Kinerja penjualan batu bara BUMI juga tidak terlepas dari tekanan. Sepanjang Semester I 2025, total volume penjualan hanya mencapai 34,8 juta metrik ton, atau turun 5% dibandingkan penjualan pada periode yang sama tahun sebelumnya yang mencapai 37 juta metrik ton. Penurunan ini mencerminkan dinamika pasar yang masih dibayangi ketidakpastian, termasuk fluktuasi harga batu bara dan permintaan global yang belum stabil.
Penjualan terbesar masih ditopang oleh KPC yang menyumbang 24,6 juta metrik ton. Namun volume tersebut juga mengalami penurunan dari tahun sebelumnya. Di sisi lain, Arutmin berhasil mencatatkan penjualan sebesar 10,2 juta metrik ton. Meski tidak mengalami lonjakan signifikan, capaian Arutmin ini tetap memberikan kontribusi yang cukup berarti terhadap keseluruhan penjualan BUMI.

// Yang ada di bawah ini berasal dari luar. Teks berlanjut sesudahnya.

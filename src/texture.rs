//! Texture slot multiplexing across rendered pages
//!
//! A fixed pool of K slot ids is handed out round-robin from a counter that
//! only ever increases, independent of which pages are alive. Assigning a
//! slot evicts whichever page held it: the page loses GPU residency but
//! stays a normal cache entry and can be re-uploaded later at full cost.

use log::debug;

use crate::cache::{PageSet, RenderHandle, SharedCache};
use crate::error::Fault;
use crate::geometry::IRect;

/// Default number of texture slots in the pool.
pub const DEFAULT_POOL_SIZE: u32 = 10;

/// GPU upload and draw surface provided by the embedding host.
pub trait GraphicsBackend {
    fn bind_slot(&mut self, id: u32);
    /// Allocate slot storage and upload a full image.
    fn upload_full(&mut self, id: u32, width: i32, height: i32, pixels: &[u8]);
    /// Update existing slot storage in place.
    fn upload_sub(&mut self, id: u32, width: i32, height: i32, pixels: &[u8]);
    /// Draw a textured quad at `(x, y)` sampling `tex` from the bound slot.
    fn draw_quad(&mut self, x: i32, y: i32, width: i32, height: i32, tex: IRect);
}

/// Round-robin allocator mapping rendered pages onto the slot pool.
#[derive(Debug)]
pub struct SlotAllocator {
    counter: u64,
    pool_size: u32,
}

impl SlotAllocator {
    #[must_use]
    pub fn new(pool_size: u32) -> Self {
        Self {
            counter: 0,
            pool_size: pool_size.max(1),
        }
    }

    #[must_use]
    pub fn pool_size(&self) -> u32 {
        self.pool_size
    }

    /// Ensure `handle`'s page is resident in a texture slot, returning the
    /// slot id. Holds the cache lock across the whole scan/assign/upload
    /// sequence.
    pub fn upload<B: GraphicsBackend>(
        &mut self,
        cache: &SharedCache,
        handle: RenderHandle,
        backend: &mut B,
    ) -> Result<u32, Fault> {
        let mut set = cache.lock();
        self.upload_locked(&mut set, handle, backend)
    }

    /// Upload if needed, then draw the page as a quad at `dispy`, sampling
    /// the `height` pixel band starting `py` pixels into the page.
    pub fn draw<B: GraphicsBackend>(
        &mut self,
        cache: &SharedCache,
        handle: RenderHandle,
        dispy: i32,
        width: i32,
        height: i32,
        py: i32,
        backend: &mut B,
    ) -> Result<(), Fault> {
        let mut set = cache.lock();
        self.upload_locked(&mut set, handle, backend)?;
        backend.draw_quad(0, dispy, width, height, IRect::new(0, py, width, py + height));
        Ok(())
    }

    fn upload_locked<B: GraphicsBackend>(
        &mut self,
        set: &mut PageSet,
        handle: RenderHandle,
        backend: &mut B,
    ) -> Result<u32, Fault> {
        let page = set.get(handle).ok_or(Fault::InvalidHandle(handle))?;

        // Already resident: re-bind and trust the slot contents. Nothing
        // else may touch slot storage behind the allocator's back.
        if page.slot != 0 {
            let slot = page.slot;
            backend.bind_slot(slot);
            return Ok(slot);
        }

        let slot = (self.counter % u64::from(self.pool_size)) as u32 + 1;
        self.counter += 1;

        // Evict the current holder, if any. Storage is reusable in place
        // only when the evicted image had this page's exact dimensions.
        let evicted_dims = set.evict_slot(slot);
        let page = set
            .get_mut(handle)
            .expect("handle checked above and lock is held");
        let reuse = evicted_dims == Some((page.width, page.height));
        page.slot = slot;

        backend.bind_slot(slot);
        if reuse {
            backend.upload_sub(slot, page.width, page.height, &page.pixels);
        } else {
            backend.upload_full(slot, page.width, page.height, &page.pixels);
        }
        debug!(
            "upload({}): page {} slot {slot}",
            if reuse { "sub" } else { "img" },
            page.page_num
        );

        Ok(slot)
    }
}

impl Default for SlotAllocator {
    fn default() -> Self {
        Self::new(DEFAULT_POOL_SIZE)
    }
}

/// Backend double that records every call for assertions.
#[cfg(any(test, feature = "test-utils"))]
#[derive(Debug, Default)]
pub struct RecordingBackend {
    pub calls: Vec<BackendCall>,
}

#[cfg(any(test, feature = "test-utils"))]
#[derive(Clone, Debug, PartialEq, Eq)]
pub enum BackendCall {
    Bind(u32),
    Full { id: u32, width: i32, height: i32 },
    Sub { id: u32, width: i32, height: i32 },
    Quad { x: i32, y: i32, width: i32, height: i32, tex: IRect },
}

#[cfg(any(test, feature = "test-utils"))]
impl GraphicsBackend for RecordingBackend {
    fn bind_slot(&mut self, id: u32) {
        self.calls.push(BackendCall::Bind(id));
    }

    fn upload_full(&mut self, id: u32, width: i32, height: i32, _pixels: &[u8]) {
        self.calls.push(BackendCall::Full { id, width, height });
    }

    fn upload_sub(&mut self, id: u32, width: i32, height: i32, _pixels: &[u8]) {
        self.calls.push(BackendCall::Sub { id, width, height });
    }

    fn draw_quad(&mut self, x: i32, y: i32, width: i32, height: i32, tex: IRect) {
        self.calls.push(BackendCall::Quad {
            x,
            y,
            width,
            height,
            tex,
        });
    }
}

#[cfg(test)]
mod tests {
    use super::*;
    use crate::cache::RenderedPage;

    fn page(page_num: usize, width: i32, height: i32) -> RenderedPage {
        RenderedPage {
            page_num,
            layout_index: 0,
            width,
            height,
            pixels: vec![0xFF; (width * height * 4) as usize],
            slot: 0,
        }
    }

    #[test]
    fn first_upload_assigns_slot_one_and_uploads_full() {
        let cache = SharedCache::new();
        let handle = cache.insert(page(0, 8, 8));
        let mut alloc = SlotAllocator::new(3);
        let mut backend = RecordingBackend::default();

        let slot = alloc.upload(&cache, handle, &mut backend).expect("upload");
        assert_eq!(slot, 1);
        assert_eq!(
            backend.calls,
            vec![
                BackendCall::Bind(1),
                BackendCall::Full {
                    id: 1,
                    width: 8,
                    height: 8
                }
            ]
        );
    }

    #[test]
    fn resident_page_rebinds_without_upload() {
        let cache = SharedCache::new();
        let handle = cache.insert(page(0, 8, 8));
        let mut alloc = SlotAllocator::new(3);
        let mut backend = RecordingBackend::default();

        alloc.upload(&cache, handle, &mut backend).expect("first");
        backend.calls.clear();

        let slot = alloc.upload(&cache, handle, &mut backend).expect("second");
        assert_eq!(slot, 1);
        assert_eq!(backend.calls, vec![BackendCall::Bind(1)]);
    }

    #[test]
    fn slot_ids_repeat_with_pool_period() {
        let pool = 3u32;
        let cache = SharedCache::new();
        let mut alloc = SlotAllocator::new(pool);
        let mut backend = RecordingBackend::default();

        let mut slots = Vec::new();
        for i in 0..(pool * 2 + 1) {
            let handle = cache.insert(page(i as usize, 8, 8));
            slots.push(alloc.upload(&cache, handle, &mut backend).expect("upload"));
        }

        assert_eq!(slots, vec![1, 2, 3, 1, 2, 3, 1]);
    }

    #[test]
    fn eviction_zeroes_previous_holder_at_assignment() {
        let cache = SharedCache::new();
        let mut alloc = SlotAllocator::new(1);
        let mut backend = RecordingBackend::default();

        let first = cache.insert(page(0, 8, 8));
        let second = cache.insert(page(1, 8, 8));

        alloc.upload(&cache, first, &mut backend).expect("first");
        assert_eq!(cache.lock().get(first).unwrap().slot, 1);

        alloc.upload(&cache, second, &mut backend).expect("second");
        let set = cache.lock();
        assert_eq!(set.get(first).unwrap().slot, 0);
        assert_eq!(set.get(second).unwrap().slot, 1);
    }

    #[test]
    fn matching_evicted_dims_reuse_storage() {
        let cache = SharedCache::new();
        let mut alloc = SlotAllocator::new(1);
        let mut backend = RecordingBackend::default();

        let first = cache.insert(page(0, 8, 8));
        let second = cache.insert(page(1, 8, 8));

        alloc.upload(&cache, first, &mut backend).expect("first");
        backend.calls.clear();
        alloc.upload(&cache, second, &mut backend).expect("second");

        assert_eq!(
            backend.calls,
            vec![
                BackendCall::Bind(1),
                BackendCall::Sub {
                    id: 1,
                    width: 8,
                    height: 8
                }
            ]
        );
    }

    #[test]
    fn mismatched_evicted_dims_allocate_new_storage() {
        let cache = SharedCache::new();
        let mut alloc = SlotAllocator::new(1);
        let mut backend = RecordingBackend::default();

        let first = cache.insert(page(0, 8, 8));
        let second = cache.insert(page(1, 16, 4));

        alloc.upload(&cache, first, &mut backend).expect("first");
        backend.calls.clear();
        alloc.upload(&cache, second, &mut backend).expect("second");

        assert_eq!(
            backend.calls,
            vec![
                BackendCall::Bind(1),
                BackendCall::Full {
                    id: 1,
                    width: 16,
                    height: 4
                }
            ]
        );
    }

    #[test]
    fn evicted_page_can_be_reuploaded_later() {
        let cache = SharedCache::new();
        let mut alloc = SlotAllocator::new(1);
        let mut backend = RecordingBackend::default();

        let first = cache.insert(page(0, 8, 8));
        let second = cache.insert(page(1, 8, 8));

        alloc.upload(&cache, first, &mut backend).expect("a");
        alloc.upload(&cache, second, &mut backend).expect("b");
        backend.calls.clear();

        // First page lost residency but is still cached; uploading again
        // pays the full (well, sub here - dims match) upload cost.
        let slot = alloc.upload(&cache, first, &mut backend).expect("again");
        assert_eq!(slot, 1);
        assert!(matches!(backend.calls[1], BackendCall::Sub { .. }));
        assert_eq!(cache.lock().get(second).unwrap().slot, 0);
    }

    #[test]
    fn unknown_handle_is_fault() {
        let cache = SharedCache::new();
        let mut alloc = SlotAllocator::default();
        let mut backend = RecordingBackend::default();

        let handle = {
            let mut set = cache.lock();
            let h = set.insert(page(0, 4, 4));
            set.free(h).unwrap();
            h
        };

        assert!(matches!(
            alloc.upload(&cache, handle, &mut backend),
            Err(Fault::InvalidHandle(_))
        ));
        assert!(backend.calls.is_empty());
    }

    #[test]
    fn counter_keeps_cycling_across_frees() {
        // Slot assignment order depends only on the counter, not on which
        // pages are alive.
        let cache = SharedCache::new();
        let mut alloc = SlotAllocator::new(2);
        let mut backend = RecordingBackend::default();

        let a = cache.insert(page(0, 4, 4));
        alloc.upload(&cache, a, &mut backend).expect("a");
        cache.free(a).expect("free");

        let b = cache.insert(page(1, 4, 4));
        let slot = alloc.upload(&cache, b, &mut backend).expect("b");
        assert_eq!(slot, 2);
    }

    #[test]
    fn draw_uploads_then_quads_the_visible_band() {
        let cache = SharedCache::new();
        let handle = cache.insert(page(0, 600, 800));
        let mut alloc = SlotAllocator::default();
        let mut backend = RecordingBackend::default();

        alloc
            .draw(&cache, handle, 120, 600, 400, 100, &mut backend)
            .expect("draw");

        assert_eq!(
            backend.calls.last(),
            Some(&BackendCall::Quad {
                x: 0,
                y: 120,
                width: 600,
                height: 400,
                tex: IRect::new(0, 100, 600, 500)
            })
        );
    }
}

Kinerja Arutmin yang positif dalam aspek produksi dan stabilnya volume penjualan menjadi salah satu harapan perusahaan untuk menyeimbangkan penurunan yang terjadi di unit usaha lainnya. Dalam situasi seperti ini, kemampuan manajemen dalam menjaga efisiensi produksi dan adaptasi terhadap tantangan pasar menjadi kunci untuk mempertahankan daya saing di industri pertambangan batu bara.
Penurunan produksi dan penjualan yang dialami BUMI juga mencerminkan situasi umum industri batu bara yang tengah menghadapi tantangan dari sisi regulasi, tekanan transisi energi, serta meningkatnya kampanye penggunaan energi terbarukan. Meski batu bara masih menjadi andalan sumber energi di berbagai negara berkembang, arah kebijakan energi global mulai beralih ke sumber yang lebih bersih.

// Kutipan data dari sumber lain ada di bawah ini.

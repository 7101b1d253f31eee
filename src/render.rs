//! Render pipeline: (page, layout index) to a cached pixel buffer

use std::time::Instant;

use log::debug;

use crate::cache::{RenderHandle, RenderedPage, SharedCache};
use crate::error::Fault;
use crate::layout::{CHANNELS, LayoutTable};
use crate::source::DocumentSource;

/// Rasterize one page against a layout entry and insert the result into the
/// shared cache. Every successful call mints exactly one new handle, valid
/// until explicitly freed.
pub fn render_page<S: DocumentSource>(
    source: &S,
    layouts: &LayoutTable,
    page_num: usize,
    layout_index: usize,
    cache: &SharedCache,
) -> Result<RenderHandle, Fault> {
    // Pending document mutations must land before rasterization.
    source.flush();

    let layout = layouts
        .get(layout_index)
        .ok_or_else(|| Fault::protocol(format!("layout index {layout_index} out of range")))?;

    let width = layout.width;
    let height = layout.height;
    let mut pixels = vec![0xFFu8; width as usize * height as usize * CHANNELS];

    let start = Instant::now();
    source.render_into(page_num, layout.ctm, layout.bbox, &mut pixels)?;
    debug!(
        "render: page {page_num} as {width}x{height} ({:?})",
        start.elapsed()
    );

    let handle = cache.insert(RenderedPage {
        page_num,
        layout_index,
        width,
        height,
        pixels,
        slot: 0,
    });
    Ok(handle)
}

BUMI sendiri dalam beberapa kesempatan telah menegaskan komitmen mereka untuk terus meningkatkan efisiensi operasional dan beradaptasi dengan tantangan industri. Namun, upaya ini membutuhkan waktu, strategi, dan manajemen yang konsisten agar perusahaan tetap relevan dalam lanskap industri energi yang semakin kompetitif.
Sementara itu, kinerja Arutmin bisa menjadi pembelajaran dan referensi untuk unit usaha lain dalam grup BUMI. Peningkatan produksi sebesar 14% bukanlah capaian kecil di tengah kondisi pasar yang fluktuatif. Hal ini menunjukkan adanya potensi internal yang bisa dimaksimalkan lebih jauh ke depannya.
Terlepas dari penurunan produksi dan penjualan secara agregat, BUMI masih menunjukkan kapasitas produksi yang besar. Dengan total produksi mendekati 36 juta ton dalam enam bulan pertama tahun ini, perusahaan tetap menjadi salah satu pemain batu bara terbesar di Indonesia. Ke depannya, kemampuan perusahaan dalam memperkuat pasar ekspor, menjaga efisiensi biaya, dan merespons cepat dinamika pasar akan menjadi penentu utama untuk menjaga keberlanjutan bisnisnya.
Secara keseluruhan, laporan semesteran BUMI menggambarkan tantangan yang masih membayangi sektor pertambangan batu bara. Namun, terdapat secercah optimisme lewat performa Arutmin yang patut diapresiasi. Strategi penguatan dari dalam dan diversifikasi arah bisnis energi menjadi langkah penting jika BUMI ingin tetap tumbuh dan relevan di tengah transformasi besar di sektor energi global.